> [Directions] Report every line of the records that contains the word "policy".

Records drawn from a dataset
· · · · · · ·

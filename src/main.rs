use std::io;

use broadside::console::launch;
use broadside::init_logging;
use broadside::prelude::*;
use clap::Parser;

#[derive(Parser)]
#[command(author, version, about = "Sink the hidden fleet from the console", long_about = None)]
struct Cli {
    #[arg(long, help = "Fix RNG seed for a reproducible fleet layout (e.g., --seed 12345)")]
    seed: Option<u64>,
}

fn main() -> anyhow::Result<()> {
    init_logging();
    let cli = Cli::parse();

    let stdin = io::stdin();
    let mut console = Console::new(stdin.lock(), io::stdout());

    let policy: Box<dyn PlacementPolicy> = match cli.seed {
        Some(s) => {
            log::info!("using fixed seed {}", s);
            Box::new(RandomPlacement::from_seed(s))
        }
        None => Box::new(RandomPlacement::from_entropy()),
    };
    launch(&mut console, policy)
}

· · · · · · ·

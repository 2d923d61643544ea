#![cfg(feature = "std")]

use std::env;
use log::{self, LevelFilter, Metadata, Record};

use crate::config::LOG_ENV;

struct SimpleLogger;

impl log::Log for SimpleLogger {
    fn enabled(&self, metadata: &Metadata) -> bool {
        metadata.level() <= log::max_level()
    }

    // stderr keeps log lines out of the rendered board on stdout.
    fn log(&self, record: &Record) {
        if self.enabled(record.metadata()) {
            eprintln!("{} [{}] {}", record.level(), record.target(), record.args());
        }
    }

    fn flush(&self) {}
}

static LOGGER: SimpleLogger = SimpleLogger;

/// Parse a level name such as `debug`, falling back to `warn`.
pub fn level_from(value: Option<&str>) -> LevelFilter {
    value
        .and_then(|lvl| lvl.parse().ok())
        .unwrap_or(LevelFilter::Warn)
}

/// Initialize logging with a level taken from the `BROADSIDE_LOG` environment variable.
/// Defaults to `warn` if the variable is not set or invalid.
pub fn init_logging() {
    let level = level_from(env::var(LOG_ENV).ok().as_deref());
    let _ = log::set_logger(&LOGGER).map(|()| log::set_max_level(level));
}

· · · · · · ·

> [Exercise solution]
    let policy: Box<dyn PlacementPolicy> = match cli.seed {
    launch(&mut console, policy)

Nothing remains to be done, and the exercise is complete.